02/26/26 When We Resist Returning
- Fr. Patrick Bush

- Feb 26
- 2 min read
Takeaway: Why repentance feels costly.
“But it displeased Jonah exceedingly, and he was angry. And he prayed to the LORD and said, ‘O LORD, is not this what I said when I was yet in my country? That is why I made haste to flee to Tarshish; for I knew that you are a gracious God and merciful, slow to anger and abounding in steadfast love, and relenting from disaster. Therefore now, O LORD, please take my life from me, for it is better for me to die than to live.’ And the LORD said, ‘Do you do well to be angry?’” — Jonah 4:1-4
Opening Prayer
Gracious Lord, grant me the courage to face the places I have resisted You, and the humility to return to You even when it challenges my pride. Amen.
Reflection
There is a odd tension in the story of Jonah that we often ignore. Jonah eventually obeys God’s command to go to Nineveh, but when the city repents and is spared, he reacts with anger and despair. Jonah’s resistance reflects our initial response at the cost of God’s mercy. To admit that God’s compassion extends to people he considered enemies would mean Jonah had to let go of his own sense of justice, pride, or control. To admit God’s compassion on our enemies cost us of being right.
Repentance is often framed as a turning toward God, but Jonah reminds us that it also asks us to turn inward, confronting the uncomfortable truth that God’s ways rarely match our expectations. To return to God means to let go of our own righteousness, to face our prejudices, and to allow mercy to reshape our hearts. It feels costly because it strips away the belief that we can demand justice on our own terms, or that God owes us.

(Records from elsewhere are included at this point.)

use anyhow::Result;
use clap::{Parser, ValueEnum};
use rand::rngs::StdRng;
use rand::{Rng, SeedableRng};
use rust_property_graph::config::{init_logging, Config};
use rust_property_graph::{
    intersect, Database, Direction, EdgeTypeId, ElementId, ElementSet, Graph, GraphError, GraphId,
    NodeTypeId, PropertyTypeId, Session,
};
use serde::{Deserialize, Serialize};
use std::path::PathBuf;
use std::sync::atomic::{AtomicU64, Ordering};
use std::sync::Arc;
use std::time::{Duration, Instant};
use tokio::task::JoinSet;

#[derive(Debug, Clone, ValueEnum)]
enum WorkloadType {
    /// Two-hop queries against a graph opened once per worker
    Query,
    /// A read transaction that opens the graph per operation
    Open,
    /// Queries mixed with update transactions that persist a changed graph
    Mixed,
}

#[derive(Parser, Debug)]
#[command(name = "concurrent_bench")]
#[command(about = "Concurrent benchmark tool for the property graph", long_about = None)]
struct Args {
    /// Workload type
    #[arg(short, long, value_enum)]
    workload: WorkloadType,

    /// Graph id printed by data_generator
    #[arg(short, long)]
    graph: GraphId,

    /// Number of threads (defaults to the number of CPUs)
    #[arg(short = 't', long)]
    threads: Option<usize>,

    /// Duration in seconds
    #[arg(short, long, default_value_t = 30)]
    duration: u64,

    /// Database path (defaults to GRAPH_DB_PATH)
    #[arg(short = 'p', long)]
    db_path: Option<PathBuf>,

    /// Read/write ratio for mixed workload (0.0-1.0, where 0.9 means 90% reads)
    #[arg(short, long, default_value_t = 0.9)]
    read_ratio: f64,

    /// Output JSON results to file
    #[arg(short, long)]
    output: Option<String>,

    /// Random seed
    #[arg(long, default_value_t = 42)]
    seed: u64,
}

#[derive(Debug, Serialize, Deserialize)]
struct BenchmarkResults {
    workload_type: String,
    threads: usize,
    duration_secs: u64,
    total_operations: u64,
    successful_operations: u64,
    failed_operations: u64,
    throughput_ops_per_sec: f64,
    latencies_ms: LatencyStats,
    per_thread_ops: Vec<u64>,
}

#[derive(Debug, Serialize, Deserialize)]
struct LatencyStats {
    min: f64,
    max: f64,
    mean: f64,
    p50: f64,
    p95: f64,
    p99: f64,
}

struct WorkerStats {
    operations: AtomicU64,
    successes: AtomicU64,
    failures: AtomicU64,
    latencies: parking_lot::Mutex<Vec<Duration>>,
}

impl WorkerStats {
    fn new() -> Self {
        Self {
            operations: AtomicU64::new(0),
            successes: AtomicU64::new(0),
            failures: AtomicU64::new(0),
            latencies: parking_lot::Mutex::new(Vec::new()),
        }
    }

    fn record_success(&self, latency: Duration) {
        self.operations.fetch_add(1, Ordering::Relaxed);
        self.successes.fetch_add(1, Ordering::Relaxed);
        self.latencies.lock().push(latency);
    }

    fn record_failure(&self) {
        self.operations.fetch_add(1, Ordering::Relaxed);
        self.failures.fetch_add(1, Ordering::Relaxed);
    }
}

/// Type ids the queries need, resolved by name
struct MovieTypes {
    person: NodeTypeId,
    acted_in: EdgeTypeId,
    knows: EdgeTypeId,
    born: PropertyTypeId,
}

impl MovieTypes {
    fn resolve(graph: &Graph) -> Result<Self, GraphError> {
        let person = graph.find_node_type("PERSON")?;
        Ok(Self {
            person,
            acted_in: graph.find_edge_type("ACTED_IN")?,
            knows: graph.find_edge_type("KNOWS")?,
            born: graph.find_property_type(person, "BORN")?,
        })
    }

    /// Acquaintances of `person` who acted in a movie with them
    fn co_actor_acquaintances(
        &self,
        graph: &Graph,
        person: ElementId,
    ) -> Result<ElementSet, GraphError> {
        let movies = graph.neighbors(person, self.acted_in, Direction::Outgoing)?;
        let co_actors = graph.neighbors_of_set(&movies, self.acted_in, Direction::Incoming)?;
        let known = graph.neighbors(person, self.knows, Direction::Any)?;
        Ok(intersect(&co_actors, &known))
    }
}

struct Worker {
    db: Arc<Database>,
    graph_id: GraphId,
    duration: Duration,
    stats: Arc<WorkerStats>,
    thread_id: usize,
    seed: u64,
}

impl Worker {
    fn run_query(&self) -> Result<u64> {
        let mut rng = StdRng::seed_from_u64(self.seed + self.thread_id as u64);
        let mut session = self.db.session();
        session.begin_read()?;
        let graph = session.open(self.graph_id)?;
        let types = MovieTypes::resolve(&graph)?;
        let people = graph.all_elements_of_type(types.person)?.to_vec();
        anyhow::ensure!(!people.is_empty(), "graph {} has no people", self.graph_id);

        let start = Instant::now();
        let mut local_ops = 0u64;
        while start.elapsed() < self.duration {
            let person = people[rng.gen_range(0..people.len())];
            let op_start = Instant::now();
            match types.co_actor_acquaintances(&graph, person) {
                Ok(_) => {
                    self.stats.record_success(op_start.elapsed());
                    local_ops += 1;
                }
                Err(_) => self.stats.record_failure(),
            }
        }

        session.commit()?;
        Ok(local_ops)
    }

    fn run_open(&self) -> Result<u64> {
        let mut session = self.db.session();
        let start = Instant::now();
        let mut local_ops = 0u64;

        while start.elapsed() < self.duration {
            let op_start = Instant::now();
            let result = (|| -> Result<(), GraphError> {
                session.begin_read()?;
                let graph = session.open(self.graph_id)?;
                graph.node_count()?;
                session.commit()
            })();
            match result {
                Ok(()) => {
                    self.stats.record_success(op_start.elapsed());
                    local_ops += 1;
                }
                Err(_) => {
                    abandon(&mut session);
                    self.stats.record_failure();
                }
            }
        }

        Ok(local_ops)
    }

    fn run_mixed(&self, read_ratio: f64) -> Result<u64> {
        let mut rng = StdRng::seed_from_u64(self.seed + self.thread_id as u64);
        let mut session = self.db.session();
        let start = Instant::now();
        let mut local_ops = 0u64;

        while start.elapsed() < self.duration {
            let op_start = Instant::now();
            let read = rng.gen::<f64>() < read_ratio;
            let result = if read {
                mixed_read(&mut session, self.graph_id, &mut rng)
            } else {
                mixed_write(&mut session, self.graph_id, &mut rng)
            };
            match result {
                Ok(()) => {
                    self.stats.record_success(op_start.elapsed());
                    local_ops += 1;
                }
                Err(_) => {
                    abandon(&mut session);
                    self.stats.record_failure();
                }
            }
        }

        Ok(local_ops)
    }
}

fn mixed_read(session: &mut Session<'_>, id: GraphId, rng: &mut StdRng) -> Result<(), GraphError> {
    session.begin_read()?;
    let graph = session.open(id)?;
    let types = MovieTypes::resolve(&graph)?;
    let people = graph.all_elements_of_type(types.person)?;
    if !people.is_empty() {
        let person = people[rng.gen_range(0..people.len())];
        types.co_actor_acquaintances(&graph, person)?;
    }
    session.commit()
}

/// Rewrites one person's birth year; fails fast if another writer holds
/// the update lock
fn mixed_write(session: &mut Session<'_>, id: GraphId, rng: &mut StdRng) -> Result<(), GraphError> {
    session.begin_update()?;
    let mut graph = session.open(id)?;
    let types = MovieTypes::resolve(&graph)?;
    let people = graph.all_elements_of_type(types.person)?.to_vec();
    if !people.is_empty() {
        let person = people[rng.gen_range(0..people.len())];
        graph.set_property(person, types.born, rng.gen_range(1930..2005i32))?;
    }
    session.persist(&mut graph)?;
    session.commit()
}

fn abandon(session: &mut Session<'_>) {
    if session.is_active() {
        let _ = session.abort();
    }
}

fn calculate_latency_stats(latencies: &[Duration]) -> LatencyStats {
    if latencies.is_empty() {
        return LatencyStats {
            min: 0.0,
            max: 0.0,
            mean: 0.0,
            p50: 0.0,
            p95: 0.0,
            p99: 0.0,
        };
    }

    let mut sorted: Vec<f64> = latencies
        .iter()
        .map(|d| d.as_secs_f64() * 1000.0)
        .collect();
    sorted.sort_by(|a, b| a.total_cmp(b));

    let len = sorted.len();
    let sum: f64 = sorted.iter().sum();

    LatencyStats {
        min: sorted[0],
        max: sorted[len - 1],
        mean: sum / len as f64,
        p50: sorted[len / 2],
        p95: sorted[(len * 95) / 100],
        p99: sorted[(len * 99) / 100],
    }
}

#[tokio::main]
async fn main() -> Result<()> {
    let args = Args::parse();
    let mut config = Config::from_env()?;
    init_logging(&config.logging);
    if let Some(path) = &args.db_path {
        config.database.path = path.clone();
    }
    config.database.create_if_missing = false;
    let threads = args.threads.unwrap_or_else(num_cpus::get).max(1);

    println!("=== Concurrent Benchmark Configuration ===");
    println!("Workload: {:?}", args.workload);
    println!("Threads: {}", threads);
    println!("Duration: {}s", args.duration);
    println!("Database: {:?} (graph: {})", config.database.path, args.graph);
    println!("==========================================\n");

    let db = Arc::new(Database::open(config.database.clone())?);

    println!("Starting benchmark...\n");

    let stats = Arc::new(WorkerStats::new());
    let duration = Duration::from_secs(args.duration);

    let mut join_set = JoinSet::new();
    let start_time = Instant::now();

    for thread_id in 0..threads {
        let worker = Worker {
            db: db.clone(),
            graph_id: args.graph,
            duration,
            stats: stats.clone(),
            thread_id,
            seed: args.seed,
        };
        let workload = args.workload.clone();
        let read_ratio = args.read_ratio;

        join_set.spawn_blocking(move || {
            let ops = match workload {
                WorkloadType::Query => worker.run_query(),
                WorkloadType::Open => worker.run_open(),
                WorkloadType::Mixed => worker.run_mixed(read_ratio),
            };
            (thread_id, ops)
        });
    }

    let mut per_thread_ops = vec![0u64; threads];
    while let Some(result) = join_set.join_next().await {
        match result? {
            (thread_id, Ok(ops)) => {
                println!("Thread {} completed {} operations", thread_id, ops);
                per_thread_ops[thread_id] = ops;
            }
            (thread_id, Err(e)) => eprintln!("Thread {} failed: {:#}", thread_id, e),
        }
    }

    let actual_duration = start_time.elapsed();

    let total_ops = stats.operations.load(Ordering::Relaxed);
    let successes = stats.successes.load(Ordering::Relaxed);
    let failures = stats.failures.load(Ordering::Relaxed);
    let latencies = stats.latencies.lock().clone();

    let throughput = successes as f64 / actual_duration.as_secs_f64();
    let latency_stats = calculate_latency_stats(&latencies);

    let results = BenchmarkResults {
        workload_type: format!("{:?}", args.workload),
        threads,
        duration_secs: actual_duration.as_secs(),
        total_operations: total_ops,
        successful_operations: successes,
        failed_operations: failures,
        throughput_ops_per_sec: throughput,
        latencies_ms: latency_stats,
        per_thread_ops,
    };

    println!("\n=== Benchmark Results ===");
    println!("Total operations: {}", results.total_operations);
    println!("Successful: {}", results.successful_operations);
    println!("Failed: {}", results.failed_operations);
    println!("Duration: {:.2}s", actual_duration.as_secs_f64());
    println!("Throughput: {:.2} ops/sec", results.throughput_ops_per_sec);
    println!("\nLatency (ms):");
    println!("  Min: {:.3}", results.latencies_ms.min);
    println!("  Mean: {:.3}", results.latencies_ms.mean);
    println!("  P50: {:.3}", results.latencies_ms.p50);
    println!("  P95: {:.3}", results.latencies_ms.p95);
    println!("  P99: {:.3}", results.latencies_ms.p99);
    println!("  Max: {:.3}", results.latencies_ms.max);

    if let Some(output_path) = args.output {
        let json_output = serde_json::to_string_pretty(&results)?;
        std::fs::write(&output_path, json_output)?;
        println!("\n✅ Results saved to: {}", output_path);
    }

    Ok(())
}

Jonah’s story also reveals the tension between God’s patience, which is generous, and our hearts that often are stubborn. Like Jonah, we may obey superficially while resisting genuinely. We may pray, serve, or participate in rituals, yet secretly resist God’s work in our hearts because it challenges our sense of control or our pride. Honest repentance is costly. It asks us to relinquish not only our sin but also our sense of control over how life should unfold.
Yet there is hope. Jonah’s story reminds us that God does not abandon us when our hearts resist. Even in our stubbornness, He calls us back. The cost of repentance is outweighed by the blessing of God’s compassionate mercy.
Question
Are there moments where I resent God’s mercy toward others, as Jonah did?
Final Thought
Repentance is a courageous return to the Lord. And though it costs us our pride, it reshapes our hearts in ways that no human justice ever could.